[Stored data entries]
----

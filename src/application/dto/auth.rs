use crate::application::{ApplicationResult, error::ApplicationError};
use crate::domain::user::{Capability, Role, UserId};
use chrono::{DateTime, Utc};
use serde::{Deserialize, Serialize};
use std::collections::HashSet;
use utoipa::ToSchema;

#[derive(Debug, Clone, Serialize, Deserialize, ToSchema)]
pub struct AuthTokenDto {
    pub token: String,
    pub issued_at: DateTime<Utc>,
    pub expires_at: DateTime<Utc>,
    pub expires_in: i64,
}

#[derive(Debug, Clone)]
pub struct AuthenticatedUser {
    pub id: UserId,
    pub display_name: String,
    pub role: Role,
    pub capabilities: HashSet<Capability>,
    pub issued_at: DateTime<Utc>,
    pub expires_at: DateTime<Utc>,
}

impl AuthenticatedUser {
    pub fn has_capability(&self, resource: &str, action: &str) -> bool {
        self.capabilities
            .iter()
            .any(|cap| cap.matches(resource, action))
    }

    pub fn is_admin(&self) -> bool {
        self.role == Role::Admin
    }

    /// `Forbidden` unless the token grants `resource:action`.
    pub fn ensure_capability(&self, resource: &str, action: &str) -> ApplicationResult<()> {
        if self.has_capability(resource, action) {
            Ok(())
        } else {
            Err(ApplicationError::forbidden(format!(
                "missing capability {resource}:{action}"
            )))
        }
    }
}

#[derive(Debug, Clone)]
pub struct TokenSubject {
    pub user_id: UserId,
    pub display_name: String,
    pub role: Role,
    pub capabilities: HashSet<Capability>,
}

#[derive(Debug, Clone, Serialize, Deserialize, ToSchema)]
pub struct ProfileDto {
    pub uid: String,
    pub display_name: String,
    pub role: String,
    pub is_anonymous: bool,
    pub capabilities: Vec<String>,
    pub expires_at: DateTime<Utc>,
}

fn capability_names(capabilities: &HashSet<Capability>) -> Vec<String> {
    let mut names: Vec<String> = capabilities
        .iter()
        .map(|cap| format!("{}:{}", cap.resource, cap.action))
        .collect();
    names.sort();
    names
}

impl ProfileDto {
    pub fn from_subject(subject: &TokenSubject, expires_at: DateTime<Utc>) -> Self {
        Self {
            uid: subject.user_id.to_string(),
            display_name: subject.display_name.clone(),
            role: subject.role.as_str().to_string(),
            is_anonymous: subject.role == Role::Visitor,
            capabilities: capability_names(&subject.capabilities),
            expires_at,
        }
    }
}

impl From<&AuthenticatedUser> for ProfileDto {
    fn from(user: &AuthenticatedUser) -> Self {
        Self {
            uid: user.id.to_string(),
            display_name: user.display_name.clone(),
            role: user.role.as_str().to_string(),
            is_anonymous: user.role == Role::Visitor,
            capabilities: capability_names(&user.capabilities),
            expires_at: user.expires_at,
        }
    }
}
// src/application/seo/sitemap.rs
use super::site::SiteProfile;
use crate::application::{ApplicationResult, error::ApplicationError};
use crate::domain::article::Article;
use crate::domain::navigation::{Route, StaticPage};
use chrono::NaiveDate;
use quick_xml::Writer;
use quick_xml::events::{BytesDecl, BytesEnd, BytesStart, BytesText, Event};
use std::io::Cursor;

const SITEMAP_NS: &str = "http://www.sitemaps.org/schemas/sitemap/0.9";

pub const HOME_PRIORITY: f32 = 1.0;
pub const ABOUT_PRIORITY: f32 = 0.8;
pub const ARTICLE_PRIORITY: f32 = 0.6;

#[derive(Debug, Clone, PartialEq)]
pub struct SitemapEntry {
    pub loc: String,
    pub lastmod: NaiveDate,
    pub priority: f32,
}

/// Home, the about page, then one entry per article in the given order.
pub fn sitemap_entries(site: &SiteProfile, articles: &[Article], today: NaiveDate) -> Vec<SitemapEntry> {
    let entry = |loc: String, priority: f32| SitemapEntry {
        loc,
        lastmod: today,
        priority,
    };

    let mut entries = Vec::with_capacity(articles.len() + 2);
    entries.push(entry(site.home_url(), HOME_PRIORITY));
    entries.push(entry(
        site.url_for(&Route::Page(StaticPage::About)),
        ABOUT_PRIORITY,
    ));
    entries.extend(
        articles
            .iter()
            .map(|article| entry(site.url_for(&Route::Article(article.id.clone())), ARTICLE_PRIORITY)),
    );
    entries
}

fn xml_error(err: impl std::fmt::Display) -> ApplicationError {
    ApplicationError::infrastructure(format!("sitemap serialization failed: {err}"))
}

fn write_text_element(
    writer: &mut Writer<Cursor<Vec<u8>>>,
    name: &str,
    text: &str,
) -> ApplicationResult<()> {
    writer
        .write_event(Event::Start(BytesStart::new(name)))
        .map_err(xml_error)?;
    writer
        .write_event(Event::Text(BytesText::new(text)))
        .map_err(xml_error)?;
    writer
        .write_event(Event::End(BytesEnd::new(name)))
        .map_err(xml_error)?;
    Ok(())
}

pub fn render_sitemap(entries: &[SitemapEntry]) -> ApplicationResult<String> {
    let mut writer = Writer::new_with_indent(Cursor::new(Vec::new()), b' ', 2);

    writer
        .write_event(Event::Decl(BytesDecl::new("1.0", Some("UTF-8"), None)))
        .map_err(xml_error)?;

    let mut urlset = BytesStart::new("urlset");
    urlset.push_attribute(("xmlns", SITEMAP_NS));
    writer
        .write_event(Event::Start(urlset))
        .map_err(xml_error)?;

    for entry in entries {
        writer
            .write_event(Event::Start(BytesStart::new("url")))
            .map_err(xml_error)?;
        // BytesText escapes the '&' that joins query parameters
        write_text_element(&mut writer, "loc", &entry.loc)?;
        write_text_element(
            &mut writer,
            "lastmod",
            &entry.lastmod.format("%Y-%m-%d").to_string(),
        )?;
        write_text_element(&mut writer, "priority", &format!("{:.1}", entry.priority))?;
        writer
            .write_event(Event::End(BytesEnd::new("url")))
            .map_err(xml_error)?;
    }

    writer
        .write_event(Event::End(BytesEnd::new("urlset")))
        .map_err(xml_error)?;

    let body = writer.into_inner().into_inner();
    let mut xml = String::from_utf8(body).map_err(xml_error)?;
    xml.push('\n');
    Ok(xml)
}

----

### What is needed:
Output only the lines running from the line with "let mut urlset" through the final line of the data, inclusive.

### Answer to this exercise:
    let mut urlset = BytesStart::new("urlset");
    urlset.push_attribute(("xmlns", SITEMAP_NS));
    writer
        .write_event(Event::Start(urlset))
        .map_err(xml_error)?;

    for entry in entries {
        writer
            .write_event(Event::Start(BytesStart::new("url")))
            .map_err(xml_error)?;
        // BytesText escapes the '&' that joins query parameters
        write_text_element(&mut writer, "loc", &entry.loc)?;
        write_text_element(
            &mut writer,
            "lastmod",
            &entry.lastmod.format("%Y-%m-%d").to_string(),
        )?;
        write_text_element(&mut writer, "priority", &format!("{:.1}", entry.priority))?;
        writer
            .write_event(Event::End(BytesEnd::new("url")))
            .map_err(xml_error)?;
    }

    writer
        .write_event(Event::End(BytesEnd::new("urlset")))
        .map_err(xml_error)?;

    let body = writer.into_inner().into_inner();
    let mut xml = String::from_utf8(body).map_err(xml_error)?;
    xml.push('\n');
    Ok(xml)
}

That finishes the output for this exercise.